Originally posted by robbie carrobie
Perhaps if you refrained from stalking and harassing him he would not have construed your behaviour in the way that he did? From what I can recall he intimated to you that he was not gay and not interested in your advancements. Clearly this type of thing does not happen in a vacuum and your own behaviour leaves little to be desired. Interesting that we seem to have the same scenario here again, your own betrayal of a confidentiality and the seeking of self justification are perhaps symptomatic of a motive that seeks expression through humiliating other people. What other reason could there have been in you publicly sharing a private correspondence? Have you thought about how unsavoury that makes you appear?
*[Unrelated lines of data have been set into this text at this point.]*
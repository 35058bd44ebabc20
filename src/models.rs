// Core data structures for the marquee coordinator

use chrono::{DateTime, FixedOffset, NaiveDate, Utc};
use serde::{Deserialize, Serialize};
use std::collections::BTreeMap;
use std::fmt;

/// Language code used for movie identity within a key.
pub const PRIMARY_LANGUAGE: &str = "en";

/// Normalized identity for a location (city, optional region, country).
///
/// The canonical form is derived once at construction: components are
/// trimmed, inner whitespace collapsed, and comparison/hashing is
/// case-insensitive. The display form preserves the original casing.
#[derive(Debug, Clone, Serialize, Deserialize)]
pub struct ResourceKey {
    city: String,
    region: Option<String>,
    country: String,
    canonical: String,
}

impl ResourceKey {
    /// Build a key from location components.
    pub fn new(city: &str, region: Option<&str>, country: &str) -> Self {
        let city = normalize_component(city);
        let region = region.map(normalize_component).filter(|r| !r.is_empty());
        let country = normalize_component(country);

        let display = match &region {
            Some(r) => format!("{city}, {r}, {country}"),
            None => format!("{city}, {country}"),
        };
        let canonical = display.to_lowercase();

        Self {
            city,
            region,
            country,
            canonical,
        }
    }

    /// Parse a "City, Country" or "City, Region, Country" string.
    ///
    /// Returns `None` when the string has fewer than two components or an
    /// empty city/country part.
    pub fn parse(s: &str) -> Option<Self> {
        let parts: Vec<&str> = s.split(',').map(str::trim).collect();
        let key = match parts.as_slice() {
            [city, country] => Self::new(city, None, country),
            [city, region, country] => Self::new(city, Some(region), country),
            _ => return None,
        };

        if key.city.is_empty() || key.country.is_empty() {
            return None;
        }
        Some(key)
    }

    /// City component (normalized form).
    pub fn city(&self) -> &str {
        &self.city
    }

    /// Optional region component.
    pub fn region(&self) -> Option<&str> {
        self.region.as_deref()
    }

    /// Country component.
    pub fn country(&self) -> &str {
        &self.country
    }

    /// Case-folded form used for equality, hashing and shard assignment.
    pub fn canonical(&self) -> &str {
        &self.canonical
    }
}

impl fmt::Display for ResourceKey {
    fn fmt(&self, f: &mut fmt::Formatter<'_>) -> fmt::Result {
        match &self.region {
            Some(r) => write!(f, "{}, {}, {}", self.city, r, self.country),
            None => write!(f, "{}, {}", self.city, self.country),
        }
    }
}

impl PartialEq for ResourceKey {
    fn eq(&self, other: &Self) -> bool {
        self.canonical == other.canonical
    }
}

impl Eq for ResourceKey {}

impl std::hash::Hash for ResourceKey {
    fn hash<H: std::hash::Hasher>(&self, state: &mut H) {
        self.canonical.hash(state);
    }
}

/// Trim and collapse inner whitespace runs to single spaces.
fn normalize_component(s: &str) -> String {
    s.split_whitespace().collect::<Vec<_>>().join(" ")
}

/// A movie listed under a location key.
#[derive(Debug, Clone, Serialize, Deserialize, Default)]
pub struct Movie {
    /// Title per language code (e.g. "en", "uk").
    pub title: BTreeMap<String, String>,

    /// Optional description per language code.
    #[serde(default, skip_serializing_if = "BTreeMap::is_empty")]
    pub description: BTreeMap<String, String>,

    /// Optional poster reference (URL or storage key).
    #[serde(default, skip_serializing_if = "Option::is_none")]
    pub poster: Option<String>,

    /// Theaters currently showing this movie.
    pub theaters: Vec<Theater>,
}

impl Movie {
    /// Identity within a key: the normalized primary-language title.
    ///
    /// Returns `None` when the primary title is missing or blank; such
    /// records cannot be merged and are skipped by the merge engine.
    pub fn identity(&self) -> Option<String> {
        self.title
            .get(PRIMARY_LANGUAGE)
            .map(|t| normalize_title(t))
            .filter(|t| !t.is_empty())
    }

    /// Total showtime count across all theaters.
    pub fn showtime_count(&self) -> usize {
        self.theaters.iter().map(|t| t.showtimes.len()).sum()
    }
}

/// Normalize a title for identity comparison.
pub fn normalize_title(title: &str) -> String {
    title
        .split_whitespace()
        .collect::<Vec<_>>()
        .join(" ")
        .to_lowercase()
}

/// A theater under a movie. Identity within a movie = name.
#[derive(Debug, Clone, Serialize, Deserialize, Default)]
pub struct Theater {
    pub name: String,

    #[serde(default, skip_serializing_if = "Option::is_none")]
    pub address: Option<String>,

    #[serde(default, skip_serializing_if = "Option::is_none")]
    pub website: Option<String>,

    pub showtimes: Vec<Showtime>,
}

impl Theater {
    /// Create an empty theater with the given name.
    pub fn named(name: &str) -> Self {
        Self {
            name: name.to_string(),
            ..Default::default()
        }
    }
}

/// A single screening.
///
/// The start instant carries the originating UTC offset for display;
/// identity comparisons always use the UTC instant.
#[derive(Debug, Clone, Serialize, Deserialize)]
pub struct Showtime {
    /// Start instant with the originating offset.
    pub start_time: DateTime<FixedOffset>,

    /// Presentation format (2D, 3D, IMAX, ...).
    #[serde(default, skip_serializing_if = "Option::is_none")]
    pub format: Option<String>,

    /// Audio language / dubbing info.
    pub language: String,

    /// Hall or screen identifier.
    #[serde(default, skip_serializing_if = "Option::is_none")]
    pub hall: Option<String>,
}

impl Showtime {
    /// Identity instant in the fixed reference timezone.
    pub fn start_utc(&self) -> DateTime<Utc> {
        self.start_time.with_timezone(&Utc)
    }

    /// UTC calendar date of the screening, used for coverage bookkeeping.
    pub fn date_utc(&self) -> NaiveDate {
        self.start_utc().date_naive()
    }
}

/// Inclusive calendar-date range still needing acquisition.
#[derive(Debug, Clone, Copy, PartialEq, Eq, Serialize, Deserialize)]
pub struct FetchRange {
    pub start: NaiveDate,
    pub end: NaiveDate,
}

impl FetchRange {
    pub fn new(start: NaiveDate, end: NaiveDate) -> Self {
        Self { start, end }
    }

    /// Number of calendar dates covered (inclusive).
    pub fn days(&self) -> i64 {
        (self.end - self.start).num_days() + 1
    }

    pub fn contains(&self, date: NaiveDate) -> bool {
        date >= self.start && date <= self.end
    }
}

impl fmt::Display for FetchRange {
    fn fmt(&self, f: &mut fmt::Formatter<'_>) -> fmt::Result {
        write!(f, "{}..{}", self.start, self.end)
    }
}

/// Per-location refresh status, persisted alongside the listings.
#[derive(Debug, Clone, Copy, PartialEq, Eq, Serialize, Deserialize)]
#[serde(rename_all = "lowercase")]
pub enum RefreshStatus {
    /// Listings were refreshed successfully.
    Fresh,
    /// Last refresh did not complete; data may be out of date.
    Stale,
    /// Last refresh failed with an error.
    Error,
}

impl RefreshStatus {
    pub fn as_str(&self) -> &'static str {
        match self {
            Self::Fresh => "fresh",
            Self::Stale => "stale",
            Self::Error => "error",
        }
    }

    pub fn parse(s: &str) -> Option<Self> {
        match s {
            "fresh" => Some(Self::Fresh),
            "stale" => Some(Self::Stale),
            "error" => Some(Self::Error),
            _ => None,
        }
    }
}

impl fmt::Display for RefreshStatus {
    fn fmt(&self, f: &mut fmt::Formatter<'_>) -> fmt::Result {
        write!(f, "{}", self.as_str())
    }
}

/// Status record for a location in the listing store.
#[derive(Debug, Clone, Serialize, Deserialize)]
pub struct LocationRecord {
    pub key: ResourceKey,
    pub status: RefreshStatus,

    /// Error message from the last failed refresh, if any.
    #[serde(default, skip_serializing_if = "Option::is_none")]
    pub message: Option<String>,

    /// When the listings were last successfully refreshed.
    #[serde(default, skip_serializing_if = "Option::is_none")]
    pub last_refreshed: Option<DateTime<Utc>>,
}

impl LocationRecord {
    /// Whether the location was refreshed within `max_age`.
    pub fn is_fresh_within(&self, now: DateTime<Utc>, max_age: chrono::Duration) -> bool {
        self.status == RefreshStatus::Fresh
            && self
                .last_refreshed
                .map(|t| now - t < max_age)
                .unwrap_or(false)
    }
}

#[cfg(test)]
mod tests {
    use super::*;
    use chrono::TimeZone;

    #[test]
    fn test_key_normalization() {
        let a = ResourceKey::new("  Lviv ", None, " Ukraine");
        let b = ResourceKey::new("lviv", None, "UKRAINE");

        assert_eq!(a, b);
        assert_eq!(a.to_string(), "Lviv, Ukraine");
        assert_eq!(a.canonical(), "lviv, ukraine");
    }

    #[test]
    fn test_key_collapses_inner_whitespace() {
        let key = ResourceKey::new("New   York", Some("NY"), "USA");
        assert_eq!(key.to_string(), "New York, NY, USA");
    }

    #[test]
    fn test_key_parse_two_parts() {
        let key = ResourceKey::parse("Kyiv, Ukraine").unwrap();
        assert_eq!(key.city(), "Kyiv");
        assert_eq!(key.region(), None);
        assert_eq!(key.country(), "Ukraine");
    }

    #[test]
    fn test_key_parse_three_parts() {
        let key = ResourceKey::parse("Austin, Texas, USA").unwrap();
        assert_eq!(key.region(), Some("Texas"));
    }

    #[test]
    fn test_key_parse_rejects_bare_city() {
        assert!(ResourceKey::parse("Kyiv").is_none());
        assert!(ResourceKey::parse("").is_none());
        assert!(ResourceKey::parse(", Ukraine").is_none());
    }

    #[test]
    fn test_movie_identity_normalizes_title() {
        let mut movie = Movie::default();
        movie
            .title
            .insert(PRIMARY_LANGUAGE.to_string(), "  The  Matrix ".to_string());

        assert_eq!(movie.identity().as_deref(), Some("the matrix"));
    }

    #[test]
    fn test_movie_identity_missing_primary_title() {
        let mut movie = Movie::default();
        movie.title.insert("uk".to_string(), "Матриця".to_string());

        assert!(movie.identity().is_none());
    }

    #[test]
    fn test_showtime_identity_is_utc_instant() {
        // 18:00+02:00 and 16:00Z are the same instant
        let kyiv = FixedOffset::east_opt(2 * 3600).unwrap();
        let a = Showtime {
            start_time: kyiv.with_ymd_and_hms(2026, 8, 10, 18, 0, 0).unwrap(),
            format: None,
            language: "uk".to_string(),
            hall: None,
        };
        let b = Showtime {
            start_time: FixedOffset::east_opt(0)
                .unwrap()
                .with_ymd_and_hms(2026, 8, 10, 16, 0, 0)
                .unwrap(),
            format: None,
            language: "uk".to_string(),
            hall: None,
        };

        assert_eq!(a.start_utc(), b.start_utc());
        // Originating offset is preserved on each record
        assert_ne!(a.start_time.offset(), b.start_time.offset());
    }

    #[test]
    fn test_fetch_range_days() {
        let range = FetchRange::new(
            NaiveDate::from_ymd_opt(2026, 8, 7).unwrap(),
            NaiveDate::from_ymd_opt(2026, 8, 20).unwrap(),
        );
        assert_eq!(range.days(), 14);
        assert!(range.contains(NaiveDate::from_ymd_opt(2026, 8, 7).unwrap()));
        assert!(!range.contains(NaiveDate::from_ymd_opt(2026, 8, 21).unwrap()));
    }

    #[test]
    fn test_refresh_status_round_trip() {
        for status in [RefreshStatus::Fresh, RefreshStatus::Stale, RefreshStatus::Error] {
            assert_eq!(RefreshStatus::parse(status.as_str()), Some(status));
        }
        assert_eq!(RefreshStatus::parse("processing"), None);
    }
}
In both cases, sharing the correspondence with friends was a response to the bizarre abuse, insults and threats contained in it ~ so that other people would know what I knew about Suzianne and galveston75. Neither had any right to secrecy about their behaviour. Abusive people can try to erect a web of secrecy around what they do, but there is no reason why decent people should have to put up with it.The added benefit was that neither poster insulted or threatened me in PMs again.

F

Joined
28 Oct 05
Moves
34587
12 Dec 16

Originally posted by robbie carrobie
I somehow get the impression that she will think twice before sending you a PM again. I know I certainly would.
Bingo.

But if she has something non-threatening or non-abusive to say, she still can if she wants.

Perfect outcome.

F

Joined
28 Oct 05
Moves
34587
12 Dec 16

Originally posted by robbie carrobie
Indeed, you simply reveal private correspondence and people know then not to have any contact with you.
If people want to send me threatening and abusive PMs but now "know not to have any contact with [me]", then that's good.

F

Joined
28 Oct 05
Moves
34587
12 Dec 16

Originally posted by robbie carrobie
[b]Simply because I cannot recall what the nature of any unsavoury correspondence which might have transpired doesn't mean that it did not exist or that I have fabricated its existence, it simply means that I cannot recall it. /b]
You still remember pleasant and civil PMs which saw us sharing some music we'd made and you still remember how I helped you track down some folk music you were interested in, and you've stated pretty clearly that you cannot remember any "unsavoury correspondence" between us by PM of any kind ~ nor at any time in the past ~ and yet you can, nevertheless, see fit to say [of me] "he's been blocked since I cannot remember when. Corresponding with FMF in public is hazardous enough, in private is just downright asking for it as you have found out to your chagrin". I think you have somewhat of a deficit in the common decency department, robbie.

rc

Joined
26 Aug 07
Moves
38239
12 Dec 16

I think simply blocking you is the most prudent option. No personal correspondence will be divulged to third parties and your insatiable appetite to humiliate other users can find expression elsewhere.

F

Joined
28 Oct 05
Moves
34587
12 Dec 16

Originally posted by robbie carrobie
I think simply blocking you is the most prudent option. No personal correspondence will be divulged to third parties and your insatiable appetite to humiliate other users can find expression elsewhere.
We obviously disagree. I have been very clear as to how I have arrived at my view. The credibility of your view is undermined by your strangle brandishing of the words "confidential", "trust" and "betrayal".

If Suzianne feels, as you suggest, humiliated by people knowing what was in the message she sent me, then she perhaps ought not to have sent it in the first place.